Identification of CaVß1 isoforms required for neuromuscular junction formation and maintenance

Four CaVß proteins (CaVß1 to CaVß4) are described as regulatory subunit of Voltage-gated Ca2+ channel (VGCC), each exhibiting expression patterns in excitable cells based on their function. While primarily recognized for their role in VGCC regulation, CaVßs have channel-independent activity and regulate gene expression. Among these, CaVß1 is expressed in skeletal muscle as different isoforms. The adult constitutive isoform, CaVß1D, is located at the triad, where it modulates CaV1 function in the Excitation-Contraction Coupling (ECC).
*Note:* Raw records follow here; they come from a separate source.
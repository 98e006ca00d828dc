//! Span utilities for store writes.

use tracing::{info_span, Span};

/// Extension trait for adding an operation outcome to a span.
pub trait SpanExt {
    /// Record the result of an operation into the span.
    fn record_result<T, E>(&self, result: &Result<T, E>)
    where
        E: std::fmt::Display;
}

impl SpanExt for Span {
    fn record_result<T, E>(&self, result: &Result<T, E>)
    where
        E: std::fmt::Display,
    {
        match result {
            Ok(_) => {
                self.record("status", "ok");
            }
            Err(e) => {
                self.record("status", "error");
                self.record("error.message", e.to_string().as_str());
            }
        }
    }
}

/// Factory for store write spans.
pub struct WriteSpan;

impl WriteSpan {
    /// Fields:
    /// - `device`: source id of the event being persisted
    /// - `measurement`: target series
    /// - `status`, `error.message`: filled in by `SpanExt::record_result`
    /// - `latency_ms`: filled in after the write returns
    pub fn new(device: &str, measurement: &str) -> Span {
        info_span!(
            "store_write",
            device = %device,
            measurement = %measurement,
            status = tracing::field::Empty,
            error.message = tracing::field::Empty,
            latency_ms = tracing::field::Empty,
        )
    }
}
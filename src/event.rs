//! Device observation events carried on the bus.

use std::collections::BTreeMap;

use serde::Serialize;

/// Measurement name to value. Sorted so that encoded points are stable.
pub type Readings = BTreeMap<String, f64>;

/// One observation from a device.
///
/// Immutable once built. The bus shares a single instance among all
/// subscribers. There is no timestamp here; points are stamped when they
/// are persisted.
#[derive(Debug, Clone, PartialEq, Serialize)]
pub struct DeviceEvent {
    source_id: String,
    readings: Readings,
}

impl DeviceEvent {
    pub fn new(source_id: impl Into<String>, readings: Readings) -> Self {
        Self {
            source_id: source_id.into(),
            readings,
        }
    }

    /// Build an event from `(name, value)` pairs.
    pub fn from_pairs<K, I>(source_id: impl Into<String>, pairs: I) -> Self
    where
        K: Into<String>,
        I: IntoIterator<Item = (K, f64)>,
    {
        let readings = pairs.into_iter().map(|(k, v)| (k.into(), v)).collect();
        Self::new(source_id, readings)
    }

    pub fn source_id(&self) -> &str {
        &self.source_id
    }

    pub fn readings(&self) -> &Readings {
        &self.readings
    }

    pub fn reading(&self, name: &str) -> Option<f64> {
        self.readings.get(name).copied()
    }
}
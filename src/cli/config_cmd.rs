//! Config CLI subcommands: show, validate.
//!
//! These commands read configuration directly from environment variables
//! without starting the pipeline.

use crate::config::{self, AppConfig, ConfigError, EffectiveConfig};

use super::EXIT_CONFIG;

/// Print the effective config as key-value pairs to stdout.
///
/// Returns 0 on success, 2 if the configuration does not load.
pub fn run_show() -> i32 {
    match config::load() {
        Ok(cfg) => {
            print!("{}", render(&cfg.effective()));
            0
        }
        Err(e) => report_error(&e),
    }
}

/// Returns 0 if the configuration loads, 2 otherwise.
pub fn run_validate() -> i32 {
    validate_with(config::load())
}

fn validate_with(result: Result<AppConfig, ConfigError>) -> i32 {
    match result {
        Ok(_) => {
            println!("Configuration is valid.");
            0
        }
        Err(e) => report_error(&e),
    }
}

fn report_error(e: &ConfigError) -> i32 {
    eprintln!("ERROR: {}", e);
    EXIT_CONFIG
}

fn render(cfg: &EffectiveConfig) -> String {
    let password = if cfg.influx_password_set { "<redacted>" } else { "" };
    let lines = [
        format!("APP_INFLUX_URL={}", cfg.influx_url),
        format!("APP_INFLUX_USERNAME={}", cfg.influx_username),
        format!("APP_INFLUX_PASSWORD={}", password),
        format!("APP_INFLUX_DATABASE={}", cfg.influx_database),
        format!("APP_INFLUX_PRECISION={}", cfg.influx_precision),
        format!("APP_INFLUX_TIMEOUT={}ms", cfg.influx_timeout_ms),
        format!("APP_PORT={}", cfg.http_port),
        format!("APP_DEVICE_ID={}", cfg.device_id),
        format!("APP_COLLECT_INTERVAL={}ms", cfg.collect_interval_ms),
        format!("APP_SENSOR_JITTER={}", cfg.sensor_jitter),
        format!("APP_BUS_QUEUE_CAPACITY={}", cfg.bus_queue_capacity),
        format!("APP_BUS_MAX_CONCURRENCY={}", cfg.bus_max_concurrency),
        format!("APP_SHUTDOWN_TIMEOUT={}ms", cfg.shutdown_timeout_ms),
        format!("APP_LOG_FORMAT={}", cfg.log_format),
        format!("APP_LOG_LEVEL={}", cfg.log_level),
    ];
    lines.iter().map(|line| format!("{}\n", line)).collect()
}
Here, we further explored the less characterized CaVß1 isoforms, focusing on embryonic/perinatal variants, and their specific role in the neuromuscular systems at different stages of NMJ formation, maturation and maintenance. Our findings revealed that CaVß1 isoforms expression is regulated by differential activation of promoters during development. First, we identified CaVß1A, as expressed in embryonic and denervated adult mouse skeletal muscle, concomitantly to the known CaVß1E variant. Interestingly, nerve damage in adult muscle triggers a shift of promoter activation leading to re-expression of CaVß1 embryonic/perinatal Cacnb1A and Cacnb1E transcripts. In addition, we found that these embryonic/perinatal isoforms are involved in NMJ formation in aneural agrin-induced AChR clustering system on primary myotubes in vitro and that their early postnatal and adult expression is crucial for NMJ maturation/ maintenance. Altogether these data provide new major insights on knowledge of neuromuscular system homeostasis.